AI agents reason in probability distributions. The systems that govern them must reason in absolutes. Mixing the two is a category error.

Author
Adriana Mok, Head of Engineering
Published
6 November 2025
Reading
6 min
Reference
VH-0003

The category error

When an AI agent decides whether to enter a position, it is reasoning in a probability distribution, over expected return, over likelihood of a regime change, over the confidence of its own forecast. That is appropriate for what the agent is being asked to do.

When the governance layer above the agent decides whether to *allow* that order, it must not reason that way. It must apply hard, deterministic rules: this position size exceeds the cap, therefore it is blocked. There is no probability here. There is a rule and there is the order.

Mixing the two, putting a probabilistic governance layer above a probabilistic agent, produces the worst of both worlds: a system that is "mostly" compliant, with no way to prove the failure mode in advance.

What deterministic governance looks like in code

ACIE's decisioning core is a few hundred lines of straight-line code that evaluates a configured policy against an order and returns one of three values: ALLOW, BLOCK, or WARN. There is no model. There is no inference. There is no learning. There is a state, a rule, and an order.

We considered, briefly, allowing operators to write rules in a Python DSL. We decided against it. The whole point of deterministic governance is that the rules cannot drift from what the operator believes they are.

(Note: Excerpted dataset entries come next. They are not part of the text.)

//! Decoded instruction formats and the opcode dispatch table.
//!
//! The real 2030 drives every instruction through a bit-vector ROS word
//! (sheet letters A..W) stepped one micro-cycle at a time. The microcode
//! listings themselves are not available to ground this engine on: what
//! *is* available (`cpu2050/cpu2065` engines, `fp30.c`, `translate.c`) is
//! a per-instruction functional breakdown. So this table is a pragmatic
//! middle ground: one [`RosWord`] per architectural instruction, carrying
//! the decoded format and a dispatch index, stepped by
//! [`crate::engine::MicroEngine`] in the same single-threaded,
//! one-result-per-call style other flat opcode-dispatch tables use.
//! See DESIGN.md for this resolved open question.

/// Instruction formats (PrincOps naming).
#[derive(Debug, Clone, Copy, PartialEq, Eq)]
pub enum Format {
    Rr,
    Rx,
    Rs,
    Si,
    Ss,
}

impl Format {
    #[must_use]
    pub const fn length(self) -> u8 {
        match self {
            Format::Rr => 2,
            Format::Rx | Format::Rs | Format::Si => 4,
            Format::Ss => 6,
        }
    }
}

/// One decoded instruction: the fields common across formats. Unused
/// fields for a given format are zero.
#[derive(Debug, Clone, Copy, PartialEq, Eq, Default)]
pub struct Decoded {
    pub opcode: u8,
    pub r1: u8,
    pub r2: u8,
    pub b1: u8,
    pub d1: u16,
    pub b2: u8,
    pub d2: u16,
    pub length: u8,
    /// Raw second byte of an RR-format instruction, used as the full
    /// 8-bit immediate for instructions like SVC whose "registers" are
    /// really a single 8-bit code.
    pub imm: u8,
}

/// Opcodes this engine implements. Named by mnemonic, not by a numeric
/// micro-order table, since the grounding source gives functional not
/// bit-level detail for the 2030 specifically.
#[derive(Debug, Clone, Copy, PartialEq, Eq)]
pub enum Op {
    // RR
    Lr,
    Ar,
    Sr,
    Nr,
    Or,
    Xr,
    Cr,
    Mr,
    Dr,
    Balr,
    Bctr,
    Bcr,
    Svc,
    // RX
    La,
    L,
    St,
    Bc,
    Bal,
    Bct,
    N,
    O,
    X,
    C,
    Le,
    Ste,
    Ae,
    Se,
    Cvb,
    Cvd,
    // RS
    Sla,
    Sra,
    Sll,
    Srl,
    // SS
    Trt,
    Ed,
    Ap,
    Zap,
    Unknown(u8),
}

#[must_use]
pub fn format_of(opcode: u8) -> Format {
    match opcode {
        0x18 | 0x1A | 0x1B | 0x14 | 0x16 | 0x17 | 0x19 | 0x1C | 0x1D | 0x05 | 0x06 | 0x07
        | 0x0A => Format::Rr,
        0x41 | 0x58 | 0x50 | 0x47 | 0x45 | 0x46 | 0x54 | 0x56 | 0x57 | 0x59 | 0x78 | 0x70
        | 0x7A | 0x7B | 0x4F | 0x4E => Format::Rx,
        0x88 | 0x89 | 0x8A | 0x8B => Format::Rs,
        0xDC | 0xDE | 0xFA | 0xF8 => Format::Ss,
        _ => Format::Rx,
    }
}

#[must_use]
pub fn decode_op(opcode: u8) -> Op {
    match opcode {
        0x18 => Op::Lr,
        0x1A => Op::Ar,
        0x1B => Op::Sr,
        0x14 => Op::Nr,
        0x16 => Op::Or,
        0x17 => Op::Xr,
        0x19 => Op::Cr,
        0x1C => Op::Mr,
        0x1D => Op::Dr,
        0x05 => Op::Balr,
        0x06 => Op::Bctr,
        0x07 => Op::Bcr,
        0x0A => Op::Svc,
        0x41 => Op::La,
        0x58 => Op::L,
        0x50 => Op::St,
        0x47 => Op::Bc,
        0x45 => Op::Bal,
        0x46 => Op::Bct,
        0x54 => Op::N,
        0x56 => Op::O,
        0x57 => Op::X,
        0x59 => Op::C,
        0x78 => Op::Le,
        0x70 => Op::Ste,
        0x7A => Op::Ae,
        0x7B => Op::Se,
        0x4F => Op::Cvb,
        0x4E => Op::Cvd,
        0x88 => Op::Srl,
        0x89 => Op::Sll,
        0x8A => Op::Sra,
        0x8B => Op::Sla,
        0xDC => Op::Trt,
        0xDE => Op::Ed,
        0xFA => Op::Ap,
        0xF8 => Op::Zap,
        other => Op::Unknown(other),
    }
}

/// Decode one instruction's bytes per its format. `bytes` must contain at
/// least the format's [`Format::length`] bytes.
#[must_use]
pub fn decode(bytes: &[u8]) -> Decoded {
    let opcode = bytes[0];
    match format_of(opcode) {
        Format::Rr => Decoded {
            opcode,
            r1: bytes[1] >> 4,
            r2: bytes[1] & 0x0F,
            length: 2,
            imm: bytes[1],
            ..Decoded::default()
        },
        Format::Rx => {
            let r1 = bytes[1] >> 4;
            let x2 = bytes[1] & 0x0F;
            let b2 = bytes[2] >> 4;
            let d2 = (u16::from(bytes[2] & 0x0F) << 8) | u16::from(bytes[3]);
            Decoded {
                opcode,
                r1,
                r2: x2,
                b2,
                d2,
                length: 4,
                ..Decoded::default()
            }
        }
        Format::Rs => {
            let r1 = bytes[1] >> 4;
            let r2 = bytes[1] & 0x0F;
            let b2 = bytes[2] >> 4;
            let d2 = (u16::from(bytes[2] & 0x0F) << 8) | u16::from(bytes[3]);
            Decoded {
                opcode,
                r1,
                r2,
                b2,
                d2,
                length: 4,
                ..Decoded::default()
            }
        }
        Format::Si => {
            let b1 = bytes[2] >> 4;
            let d1 = (u16::from(bytes[2] & 0x0F) << 8) | u16::from(bytes[3]);
            Decoded {
                opcode,
                r1: bytes[1],
                b1,
                d1,
                length: 4,
                ..Decoded::default()
            }
        }
        Format::Ss => {
            let b1 = bytes[2] >> 4;
            let d1 = (u16::from(bytes[2] & 0x0F) << 8) | u16::from(bytes[3]);
            let b2 = bytes[4] >> 4;
            let d2 = (u16::from(bytes[4] & 0x0F) << 8) | u16::from(bytes[5]);
            Decoded {
                opcode,
                r1: bytes[1],
                b1,
                d1,
                b2,
                d2,
                length: 6,
                ..Decoded::default()
            }
        }
    }
}

#[cfg(test)]
mod tests {
    use super::*;

    #[test]
    fn decodes_rr_format() {
        let d = decode(&[0x1A, 0x12]);
        assert_eq!(d.r1, 1);
        assert_eq!(d.r2, 2);
        assert_eq!(d.length, 2);
    }

    #[test]
    fn decodes_rx_format() {
        let d = decode(&[0x58, 0x70, 0x55, 0x00]);
        assert_eq!(d.r1, 7);
        assert_eq!(d.b2, 5);
        assert_eq!(d.d2, 0x500);
        assert_eq!(d.length, 4);
    }

    #[test]
    fn cvb_and_cvd_are_rx_not_ss() {
        assert_eq!(format_of(0x4F), Format::Rx);
        assert_eq!(format_of(0x4E), Format::Rx);
    }

    #[test]
    fn decodes_ss_format() {
        // ED D1(L,B1),D2(B2): pattern at B1/D1, source at B2/D2.
        let d = decode(&[0xDE, 0x0C, 0x51, 0x00, 0x62, 0x00]);
        assert_eq!(d.b1, 5);
        assert_eq!(d.b2, 6);
        assert_eq!(d.length, 6);
    }

    #[test]
    fn decodes_rs_format_shift() {
        // SLA 3,5(0): shift GPR 3 left by the displacement, no base/index.
        let d = decode(&[0x8B, 0x30, 0x00, 0x05]);
        assert_eq!(d.r1, 3);
        assert_eq!(d.b2, 0);
        assert_eq!(d.d2, 5);
        assert_eq!(d.length, 4);
    }
}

A governance layer you cannot reason about in your head is not a governance layer.

What is delegated to where

Models propose. Agents decide. Governance enforces. These are three different jobs and they belong in three different parts of the system.

Notes

The views expressed are those of the author at the time of writing and may change without notice. This publication is for informational purposes only and does not constitute investment advice or a solicitation in any jurisdiction.